1. The distance from her door to her car has been reported as about 12-15 steps. If the abductor was thus somebody that didn’t know her, he got extremely lucky in terms of timing — first off, her routine was adjusted (she normally would have left earlier) and second off, you need to know exactly where to place yourself in order to do something like that across 12-15 steps. Screams were reported, as well as “two male voices rising,” and a white van was seen in the area. No one called 911, and the white van lead went nowhere.

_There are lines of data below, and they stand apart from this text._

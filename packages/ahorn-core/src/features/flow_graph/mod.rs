//! Control flow graphs
//!
//! One CFG per module with interprocedural call/return edges linking
//! callee CFGs by name. The builder lowers the structured IR into
//! vertices and edges; callee CFGs are built first and recursion is
//! rejected up front.

pub mod domain;
pub mod infrastructure;

pub use domain::{Cfg, CfgKind, CfgRef, Edge, EdgeKind, FlattenedVariable, Label, Vertex, VertexKind};
pub use infrastructure::{to_dot, Builder};

pub(crate) use infrastructure::patch_branch_goto_targets;
//! SSA construction
//!
//! On-the-fly SSA after Braun et al., "Simple and Efficient
//! Construction of Static Single Assignment Form" (2013): variables
//! are renamed while walking the CFG, operand-less phi candidates are
//! placed into unsealed blocks and completed on sealing, and trivial
//! phis are removed eagerly, rewriting their users.

mod ssa_pass;

pub use ssa_pass::{ssa_base_name, SsaPass};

2. There’s this whole issue of John Vansice, who was one of Jodi’s neighbors at the time. He was older — about 50 — and seemed to spend a lot of time with her. In fact, he was the last person to see her alive — she went over to his apartment the night before her disappearance to watch a video of her birthday party from earlier in the month — and seemed to perhaps have an “infatuation” with her. He bought a boat in 1995 and named it “Jodi” and many believe he purchased Jodi her red Mazda Miata (with the key snapped off in the lock), because she likely couldn’t afford it on her salary. He’s since moved to Phoenix and doesn’t seem to cooperate with anyone chasing leads on this case. He did pass a lie detector test, though.
3. The whole thing with the cops — was it an inside job? Maria Ohl got terminated from the Mason City Police Department — seems there was a religious issue, ultimately — and came forward naming three officers as connected to the disappearance:
Late last week, Ohl appeared to get the date of a hearing to appeal her termination. She used the opportunity to tell reporters the names the people she believes are involved: Lt. Frank Stearns, Lt. Ron Vande Weerd and a retired member of the Iowa Division of Criminal Investigation named Bill Basler.

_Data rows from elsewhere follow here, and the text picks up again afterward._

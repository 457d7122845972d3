//! Code-improving CFG passes
//!
//! All passes consume a CFG and produce a new CFG arena by cloning
//! vertices, rewriting instructions, and re-linking edges; the
//! original is left untouched. Callee CFGs are rebuilt first so the
//! new arena is closed under the callee relation.

mod arena;
mod basic_block;
mod call_transformation;
mod change_annotation;
mod tac;

pub use basic_block::BasicBlockPass;
pub use call_transformation::CallTransformationPass;
pub use change_annotation::ChangeAnnotationCollectionPass;
pub use tac::TacPass;

pub(crate) use arena::{max_label, reachable_callee_first};
pub(crate) use basic_block::merge_arena;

If you watch any true-crime show about Huisentruit’s disappearance, chances are Stearns is interviewed several times; he was one of the lead guys on the case. For him to be involved would be nuts.
However, a neighbor from the same complex says the police played no role:
Ohl settled for $95K and the issue of the cops being involved seemed to die down around 2012.

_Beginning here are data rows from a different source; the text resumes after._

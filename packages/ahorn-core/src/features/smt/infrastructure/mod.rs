mod context;
mod linear;
mod solver;

pub use context::SmtContext;
pub use solver::{Model, SatResult};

4. Donald Milks died in December of 2011; while he seemingly had a great deal of drug problems in his life, he also claimed to know something about Jodi Huisentruit’s disappearance. His theory seems to tie back to the cops theory above, but due to his premature death, we don’t completely know.
5. Mason City seemed to have a fairly large drug culture around the summer of 1995, including Dustin Honken and Angela Johnson. From 1993 to 1996, they were making meth in the area. Other people connected to them disappeared — in October 2004, Honken was found guilty of murdering three people (he claims innocence) — and it’s possible there’s some tie to Jodi’s case here (never said probable). Did she know something about the drug ring and thus had to be disposed of?
6. Tony Jackson was a convicted Minnesota rapist who lived in Mason City in June 1995. He was investigated. He even made a rap song in prison talking about a body in a silo. Nothing came of it.
7. Don Harman worked with Jodi; he was spoken to by police years later about something, then killed himself. He was never classified as a person of interest and did have a long history of depression, but the timing is still something to consider. That said, you’d have to logically figure that if Harman worked the morning shows too, he was likely already at work (accounted for) when the disappearance had to have happened.
8. Because she was on television, the “obsessed fan” theory has been out there for years. There’s no real evidence backing that up, though.
9. Huisentruit was apparently investigating the death of Billy Pruin when she herself went missing. Initially Pruin’s death was viewed as a suicide; it was later changed to “undetermined.” He had purchased an expensive tractor just days before, though. If Jodi was investigating this and found something out, that’s obviously a possible tie to her own disappearance.
There have been countless theories and claims in this case over two decades, including serial killers/rapists/etc. being connected to it. There’s also a popular Internet theory that her remains were fed to pigs. The fact is, someone knows something — whether it’s the Mason City police, the neighbor, etc. She’s almost assuredly dead (legally too), but this case can be solved.